__PROVIDED INFORMATION__.
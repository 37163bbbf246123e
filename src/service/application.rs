use std::collections::HashMap;

use sea_orm::DatabaseConnection;

use crate::{
    data::application::ApplicationRepository,
    error::{application::ApplicationError, AppError},
    model::{
        application::{Application, Category, CreateApplicationDto, CreateApplicationParam},
        user::CurrentUser,
    },
    service::eligibility::EligibilityGate,
};

pub struct ApplicationService<'a> {
    db: &'a DatabaseConnection,
}

impl<'a> ApplicationService<'a> {
    pub fn new(db: &'a DatabaseConnection) -> Self {
        Self { db }
    }

    /// Submits a new application in `AFVENTER`.
    ///
    /// Runs the eligibility gate for the actor and category, validates the
    /// payload against the category's field schema, and persists the
    /// application with its narrative answers.
    ///
    /// # Arguments
    /// - `actor` - The resolved current user submitting the form
    /// - `category` - Category from the request path
    /// - `payload` - Submission body
    ///
    /// # Returns
    /// - `Ok(Application)` - The created application
    /// - `Err(AppError::ApplicationErr)` - Blocked by eligibility or the
    ///   payload fails schema validation
    /// - `Err(AppError)` - Database error
    pub async fn submit(
        &self,
        actor: &CurrentUser,
        category: Category,
        payload: CreateApplicationDto,
    ) -> Result<Application, AppError> {
        EligibilityGate::new(self.db)
            .can_submit(actor, category)
            .await?;

        validate_applicant_block(&payload)?;
        validate_fields(category, &payload.fields)?;

        let application = ApplicationRepository::new(self.db)
            .create(CreateApplicationParam {
                steam_id: actor.steam_id,
                category,
                name: payload.name,
                age: payload.age,
                discord: payload.discord,
                fields: payload.fields,
            })
            .await?;

        tracing::info!(
            "User {} submitted {} application {}",
            actor.steam_id,
            category,
            application.id
        );

        Ok(application)
    }

    /// Gets the actor's most recent application in the category.
    ///
    /// # Returns
    /// - `Ok(Application)` - The newest own application
    /// - `Err(AppError::NotFound)` - The actor has never applied here
    /// - `Err(AppError)` - Database error
    pub async fn latest_own(
        &self,
        actor: &CurrentUser,
        category: Category,
    ) -> Result<Application, AppError> {
        ApplicationRepository::new(self.db)
            .latest_for_user(actor.steam_id, category)
            .await?
            .ok_or_else(|| AppError::NotFound(format!("No {} application found", category)))
    }

    /// Lists every application in the category, newest first.
    pub async fn list(&self, category: Category) -> Result<Vec<Application>, AppError> {
        ApplicationRepository::new(self.db)
            .list_by_category(category)
            .await
    }
}

fn validate_applicant_block(payload: &CreateApplicationDto) -> Result<(), AppError> {
    if payload.name.trim().is_empty() || payload.discord.trim().is_empty() {
        return Err(AppError::BadRequest(
            "Name and Discord username are required".to_string(),
        ));
    }

    if payload.age <= 0 {
        return Err(AppError::BadRequest(
            "Age must be a positive number".to_string(),
        ));
    }

    Ok(())
}

/// Checks the narrative answers against the category's field schema.
///
/// Every required key must be present with a non-blank value; keys outside
/// the schema are rejected outright.
fn validate_fields(
    category: Category,
    fields: &HashMap<String, String>,
) -> Result<(), ApplicationError> {
    for key in fields.keys() {
        if !category.knows_field(key) {
            return Err(ApplicationError::UnknownField {
                category,
                field: key.clone(),
            });
        }
    }

    let missing: Vec<String> = category
        .required_fields()
        .iter()
        .filter(|key| {
            fields
                .get(**key)
                .map(|value| value.trim().is_empty())
                .unwrap_or(true)
        })
        .map(|key| key.to_string())
        .collect();

    if !missing.is_empty() {
        return Err(ApplicationError::MissingFields {
            category,
            fields: missing,
        });
    }

    Ok(())
}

__ABOUT THIS EXERCISE__. Starting with the line that contains "if payload.age <= 0", output every line through the end of the listing above, unchanged.

__RESPONSE AREA__.
    if payload.age <= 0 {
        return Err(AppError::BadRequest(
            "Age must be a positive number".to_string(),
        ));
    }

    Ok(())
}

/// Checks the narrative answers against the category's field schema.
///
/// Every required key must be present with a non-blank value; keys outside
/// the schema are rejected outright.
fn validate_fields(
    category: Category,
    fields: &HashMap<String, String>,
) -> Result<(), ApplicationError> {
    for key in fields.keys() {
        if !category.knows_field(key) {
            return Err(ApplicationError::UnknownField {
                category,
                field: key.clone(),
            });
        }
    }

    let missing: Vec<String> = category
        .required_fields()
        .iter()
        .filter(|key| {
            fields
                .get(**key)
                .map(|value| value.trim().is_empty())
                .unwrap_or(true)
        })
        .map(|key| key.to_string())
        .collect();

    if !missing.is_empty() {
        return Err(ApplicationError::MissingFields {
            category,
            fields: missing,
        });
    }

    Ok(())
}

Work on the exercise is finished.